# Task instructions
What you give back must match the records below exactly.
----- Source data
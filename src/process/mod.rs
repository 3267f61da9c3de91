//! Process access layer for the collection engine.
//!
//! This module provides:
//! - `ProcessHandle` / `ProcessEnumerator`: the seam between the engine and the OS
//! - `procfs`: enumeration and field reads from a procfs root
//! - `system`: enumeration through `sysinfo` on hosts without procfs
//! - `testdata`: synthetic process tables loaded from JSON
//! - `ancestry`: session root resolution via the parent chain

pub mod ancestry;
pub mod procfs;
pub mod system;
pub mod testdata;

use std::io;

use crate::error::CollectError;

// Re-export commonly used types
pub use ancestry::{resolve_group_ancestor, DEFAULT_ROOT_SUPERVISOR, MAX_ANCESTOR_DEPTH};
pub use procfs::{ProcHandle, ProcfsEnumerator, CLK_TCK, PAGE_SIZE};
pub use system::{SystemEnumerator, SystemHandle};
pub use testdata::{TestData, TestDataEnumerator, TestHandle, TestProcess};

/// Accumulated CPU time of a process, in seconds.
#[derive(Debug, Clone, Copy, Default, PartialEq)]
pub struct CpuTimes {
    pub user: f64,
    pub system: f64,
}

impl CpuTimes {
    pub fn total(&self) -> f64 {
        self.user + self.system
    }
}

/// A live process as seen by the engine.
///
/// Every accessor performs its own read and may fail independently; processes
/// routinely exit between enumeration and sampling.
pub trait ProcessHandle: Sized + Send + Sync {
    fn pid(&self) -> u32;

    fn name(&self) -> io::Result<String>;

    /// Returns `Ok(None)` when the process is the root of the whole tree.
    fn parent(&self) -> io::Result<Option<Self>>;

    fn cpu_times(&self) -> io::Result<CpuTimes>;

    /// Resident memory as a percentage of total system memory.
    fn memory_percent(&self) -> io::Result<f64>;
}

/// Lists every process visible to the caller.
pub trait ProcessEnumerator: Send + Sync {
    type Handle: ProcessHandle;

    fn list(&self) -> Result<Vec<Self::Handle>, CollectError>;
}
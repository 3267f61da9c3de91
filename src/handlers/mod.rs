//! HTTP endpoint handlers for the exporter.
//!
//! This module provides handlers for all HTTP endpoints:
//! - `/metrics`: Prometheus metrics endpoint (one collection cycle per request)
//! - `/health`: Scrape statistics endpoint
//! - `/config`: Configuration display endpoint
//! - `/`: Landing page

pub mod config;
pub mod health;
pub mod metrics;
pub mod root;

// Re-export handlers
pub use config::config_handler;
pub use health::health_handler;
pub use metrics::metrics_handler;
pub use root::root_handler;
----------
# Answer area
filename src/process/mod.rs
repository 3267f61da9c3de91
//! Process access layer for the collection engine.
//!
//! This module provides:
//! - `ProcessHandle` / `ProcessEnumerator`: the seam between the engine and the OS
//! - `procfs`: enumeration and field reads from a procfs root
//! - `system`: enumeration through `sysinfo` on hosts without procfs
//! - `testdata`: synthetic process tables loaded from JSON
//! - `ancestry`: session root resolution via the parent chain

pub mod ancestry;
pub mod procfs;
pub mod system;
pub mod testdata;

use std::io;

use crate::error::CollectError;

// Re-export commonly used types
pub use ancestry::{resolve_group_ancestor, DEFAULT_ROOT_SUPERVISOR, MAX_ANCESTOR_DEPTH};
pub use procfs::{ProcHandle, ProcfsEnumerator, CLK_TCK, PAGE_SIZE};
pub use system::{SystemEnumerator, SystemHandle};
pub use testdata::{TestData, TestDataEnumerator, TestHandle, TestProcess};

/// Accumulated CPU time of a process, in seconds.
#[derive(Debug, Clone, Copy, Default, PartialEq)]
pub struct CpuTimes {
    pub user: f64,
    pub system: f64,
}

impl CpuTimes {
    pub fn total(&self) -> f64 {
        self.user + self.system
    }
}

/// A live process as seen by the engine.
///
/// Every accessor performs its own read and may fail independently; processes
/// routinely exit between enumeration and sampling.
pub trait ProcessHandle: Sized + Send + Sync {
    fn pid(&self) -> u32;

    fn name(&self) -> io::Result<String>;

    /// Returns `Ok(None)` when the process is the root of the whole tree.
    fn parent(&self) -> io::Result<Option<Self>>;

    fn cpu_times(&self) -> io::Result<CpuTimes>;

    /// Resident memory as a percentage of total system memory.
    fn memory_percent(&self) -> io::Result<f64>;
}

/// Lists every process visible to the caller.
pub trait ProcessEnumerator: Send + Sync {
    type Handle: ProcessHandle;

    fn list(&self) -> Result<Vec<Self::Handle>, CollectError>;
}
repository 3267f61da9c3de91
filename src/handlers/mod.rs
//! HTTP endpoint handlers for the exporter.
//!
//! This module provides handlers for all HTTP endpoints:
//! - `/metrics`: Prometheus metrics endpoint (one collection cycle per request)
//! - `/health`: Scrape statistics endpoint
//! - `/config`: Configuration display endpoint
//! - `/`: Landing page

pub mod config;
pub mod health;
pub mod metrics;
pub mod root;

// Re-export handlers
pub use config::config_handler;
pub use health::health_handler;
pub use metrics::metrics_handler;
pub use root::root_handler;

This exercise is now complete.